▶ THE TASK:
The full set of records needs to be retyped exactly.

==================================================

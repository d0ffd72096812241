//! Logging for the vouch validation engine
//!
//! A small, environment-controlled logger used by the vouch crates. Validation
//! itself never fails loudly, so the engine reports what it does (errors
//! appended, messages overridden, catalogs loaded) through these macros at
//! `trace` and `debug` level. Nothing is printed unless a level is enabled.
//!
//! # Usage
//!
//! ```rust
//! use vouch_log::{debug, info, trace};
//!
//! trace!("checking field");
//! debug!(target: "vouch::validator", "appended error for {}", "email");
//! info!("catalog loaded with {} templates", 14);
//! ```
//!
//! # Environment Variables
//!
//! - `VOUCH_DEBUG=1` - Enable debug logging
//! - `VOUCH_LOG_LEVEL=trace|debug|info|warn|error|off` - Set log level (default `warn`)
//! - `VOUCH_LOG_FORMAT=pretty|compact|json` - Set output format (default `compact`)
//! - `VOUCH_LOG_COLOR=1|0` - Enable/disable colors
//! - `VOUCH_LOG_TIMESTAMPS=1|0` - Include timestamps
//!
//! Crates that log through the [`log`](https://docs.rs/log) facade can be routed
//! into the same sink with [`install`].

use once_cell::sync::Lazy;
use std::env;
use std::io::{IsTerminal, Write};
use std::str::FromStr;
use std::sync::atomic::{AtomicU8, Ordering};

// ============================================================================
// Log Levels
// ============================================================================

/// Severity of a log record.
#[derive(Debug, Clone, Copy, PartialEq, Eq, PartialOrd, Ord)]
#[repr(u8)]
pub enum Level {
    /// Per-check detail
    Trace = 0,
    /// Catalog loads, escalations
    Debug = 1,
    Info = 2,
    Warn = 3,
    Error = 4,
    /// Nothing is emitted
    Off = 5,
}

impl Level {
    /// Upper-case level name.
    pub fn as_str(&self) -> &'static str {
        match self {
            Level::Trace => "TRACE",
            Level::Debug => "DEBUG",
            Level::Info => "INFO",
            Level::Warn => "WARN",
            Level::Error => "ERROR",
            Level::Off => "OFF",
        }
    }

    fn from_u8(raw: u8) -> Self {
        match raw {
            0 => Level::Trace,
            1 => Level::Debug,
            2 => Level::Info,
            3 => Level::Warn,
            4 => Level::Error,
            _ => Level::Off,
        }
    }

    /// Colored level name (if color feature enabled).
    #[cfg(feature = "color")]
    pub fn colored(&self) -> colored::ColoredString {
        use colored::Colorize;
        match self {
            Level::Trace => "TRACE".magenta(),
            Level::Debug => "DEBUG".blue(),
            Level::Info => "INFO".green(),
            Level::Warn => "WARN".yellow(),
            Level::Error => "ERROR".red().bold(),
            Level::Off => "OFF".white(),
        }
    }

    /// Matching filter for the `log` facade.
    pub fn to_level_filter(self) -> log::LevelFilter {
        match self {
            Level::Trace => log::LevelFilter::Trace,
            Level::Debug => log::LevelFilter::Debug,
            Level::Info => log::LevelFilter::Info,
            Level::Warn => log::LevelFilter::Warn,
            Level::Error => log::LevelFilter::Error,
            Level::Off => log::LevelFilter::Off,
        }
    }
}

impl FromStr for Level {
    type Err = String;

    fn from_str(s: &str) -> Result<Self, Self::Err> {
        match s.trim().to_lowercase().as_str() {
            "trace" => Ok(Level::Trace),
            "debug" => Ok(Level::Debug),
            "info" => Ok(Level::Info),
            "warn" | "warning" => Ok(Level::Warn),
            "error" => Ok(Level::Error),
            "off" | "none" => Ok(Level::Off),
            other => Err(format!("unknown log level: {}", other)),
        }
    }
}

impl From<log::Level> for Level {
    fn from(level: log::Level) -> Self {
        match level {
            log::Level::Trace => Level::Trace,
            log::Level::Debug => Level::Debug,
            log::Level::Info => Level::Info,
            log::Level::Warn => Level::Warn,
            log::Level::Error => Level::Error,
        }
    }
}

impl std::fmt::Display for Level {
    fn fmt(&self, f: &mut std::fmt::Formatter<'_>) -> std::fmt::Result {
        f.write_str(self.as_str())
    }
}

// ============================================================================
// Log Format
// ============================================================================

/// Output format for log records.
#[derive(Debug, Clone, Copy, PartialEq, Eq)]
pub enum Format {
    /// Multi-column, human oriented
    Pretty,
    /// One short line per record
    Compact,
    /// One JSON object per line
    Json,
}

impl FromStr for Format {
    type Err = String;

    fn from_str(s: &str) -> Result<Self, Self::Err> {
        match s.trim().to_lowercase().as_str() {
            "pretty" => Ok(Format::Pretty),
            "compact" => Ok(Format::Compact),
            "json" => Ok(Format::Json),
            other => Err(format!("unknown log format: {}", other)),
        }
    }
}

// ============================================================================
// Global Configuration
// ============================================================================

const UNSET: u8 = u8::MAX;

// Runtime overrides; `UNSET` defers to the environment configuration.
static DEBUG_ENABLED: AtomicU8 = AtomicU8::new(UNSET);
static LOG_LEVEL: AtomicU8 = AtomicU8::new(UNSET);

static CONFIG: Lazy<LogConfig> = Lazy::new(LogConfig::from_env);

/// Logging configuration, read once from the environment.
#[derive(Debug, Clone)]
pub struct LogConfig {
    pub debug: bool,
    pub level: Level,
    pub format: Format,
    pub color: bool,
    pub timestamps: bool,
}

impl Default for LogConfig {
    fn default() -> Self {
        Self {
            debug: false,
            level: Level::Warn,
            format: Format::Compact,
            color: false,
            timestamps: true,
        }
    }
}

fn env_flag(key: &str) -> Option<bool> {
    env::var(key)
        .ok()
        .map(|v| v == "1" || v.eq_ignore_ascii_case("true"))
}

==================================================

▶ SOLUTION TO THE PROBLEM:
repository d0ffd72096812241
//! Logging for the vouch validation engine
//!
//! A small, environment-controlled logger used by the vouch crates. Validation
//! itself never fails loudly, so the engine reports what it does (errors
//! appended, messages overridden, catalogs loaded) through these macros at
//! `trace` and `debug` level. Nothing is printed unless a level is enabled.
//!
//! # Usage
//!
//! ```rust
//! use vouch_log::{debug, info, trace};
//!
//! trace!("checking field");
//! debug!(target: "vouch::validator", "appended error for {}", "email");
//! info!("catalog loaded with {} templates", 14);
//! ```
//!
//! # Environment Variables
//!
//! - `VOUCH_DEBUG=1` - Enable debug logging
//! - `VOUCH_LOG_LEVEL=trace|debug|info|warn|error|off` - Set log level (default `warn`)
//! - `VOUCH_LOG_FORMAT=pretty|compact|json` - Set output format (default `compact`)
//! - `VOUCH_LOG_COLOR=1|0` - Enable/disable colors
//! - `VOUCH_LOG_TIMESTAMPS=1|0` - Include timestamps
//!
//! Crates that log through the [`log`](https://docs.rs/log) facade can be routed
//! into the same sink with [`install`].

use once_cell::sync::Lazy;
use std::env;
use std::io::{IsTerminal, Write};
use std::str::FromStr;
use std::sync::atomic::{AtomicU8, Ordering};

// ============================================================================
// Log Levels
// ============================================================================

/// Severity of a log record.
#[derive(Debug, Clone, Copy, PartialEq, Eq, PartialOrd, Ord)]
#[repr(u8)]
pub enum Level {
    /// Per-check detail
    Trace = 0,
    /// Catalog loads, escalations
    Debug = 1,
    Info = 2,
    Warn = 3,
    Error = 4,
    /// Nothing is emitted
    Off = 5,
}

impl Level {
    /// Upper-case level name.
    pub fn as_str(&self) -> &'static str {
        match self {
            Level::Trace => "TRACE",
            Level::Debug => "DEBUG",
            Level::Info => "INFO",
            Level::Warn => "WARN",
            Level::Error => "ERROR",
            Level::Off => "OFF",
        }
    }

    fn from_u8(raw: u8) -> Self {
        match raw {
            0 => Level::Trace,
            1 => Level::Debug,
            2 => Level::Info,
            3 => Level::Warn,
            4 => Level::Error,
            _ => Level::Off,
        }
    }

    /// Colored level name (if color feature enabled).
    #[cfg(feature = "color")]
    pub fn colored(&self) -> colored::ColoredString {
        use colored::Colorize;
        match self {
            Level::Trace => "TRACE".magenta(),
            Level::Debug => "DEBUG".blue(),
            Level::Info => "INFO".green(),
            Level::Warn => "WARN".yellow(),
            Level::Error => "ERROR".red().bold(),
            Level::Off => "OFF".white(),
        }
    }

    /// Matching filter for the `log` facade.
    pub fn to_level_filter(self) -> log::LevelFilter {
        match self {
            Level::Trace => log::LevelFilter::Trace,
            Level::Debug => log::LevelFilter::Debug,
            Level::Info => log::LevelFilter::Info,
            Level::Warn => log::LevelFilter::Warn,
            Level::Error => log::LevelFilter::Error,
            Level::Off => log::LevelFilter::Off,
        }
    }
}

impl FromStr for Level {
    type Err = String;

    fn from_str(s: &str) -> Result<Self, Self::Err> {
        match s.trim().to_lowercase().as_str() {
            "trace" => Ok(Level::Trace),
            "debug" => Ok(Level::Debug),
            "info" => Ok(Level::Info),
            "warn" | "warning" => Ok(Level::Warn),
            "error" => Ok(Level::Error),
            "off" | "none" => Ok(Level::Off),
            other => Err(format!("unknown log level: {}", other)),
        }
    }
}

impl From<log::Level> for Level {
    fn from(level: log::Level) -> Self {
        match level {
            log::Level::Trace => Level::Trace,
            log::Level::Debug => Level::Debug,
            log::Level::Info => Level::Info,
            log::Level::Warn => Level::Warn,
            log::Level::Error => Level::Error,
        }
    }
}

impl std::fmt::Display for Level {
    fn fmt(&self, f: &mut std::fmt::Formatter<'_>) -> std::fmt::Result {
        f.write_str(self.as_str())
    }
}

// ============================================================================
// Log Format
// ============================================================================

/// Output format for log records.
#[derive(Debug, Clone, Copy, PartialEq, Eq)]
pub enum Format {
    /// Multi-column, human oriented
    Pretty,
    /// One short line per record
    Compact,
    /// One JSON object per line
    Json,
}

impl FromStr for Format {
    type Err = String;

    fn from_str(s: &str) -> Result<Self, Self::Err> {
        match s.trim().to_lowercase().as_str() {
            "pretty" => Ok(Format::Pretty),
            "compact" => Ok(Format::Compact),
            "json" => Ok(Format::Json),
            other => Err(format!("unknown log format: {}", other)),
        }
    }
}

// ============================================================================
// Global Configuration
// ============================================================================

const UNSET: u8 = u8::MAX;

// Runtime overrides; `UNSET` defers to the environment configuration.
static DEBUG_ENABLED: AtomicU8 = AtomicU8::new(UNSET);
static LOG_LEVEL: AtomicU8 = AtomicU8::new(UNSET);

static CONFIG: Lazy<LogConfig> = Lazy::new(LogConfig::from_env);

/// Logging configuration, read once from the environment.
#[derive(Debug, Clone)]
pub struct LogConfig {
    pub debug: bool,
    pub level: Level,
    pub format: Format,
    pub color: bool,
    pub timestamps: bool,
}

impl Default for LogConfig {
    fn default() -> Self {
        Self {
            debug: false,
            level: Level::Warn,
            format: Format::Compact,
            color: false,
            timestamps: true,
        }
    }
}

fn env_flag(key: &str) -> Option<bool> {
    env::var(key)
        .ok()
        .map(|v| v == "1" || v.eq_ignore_ascii_case("true"))
}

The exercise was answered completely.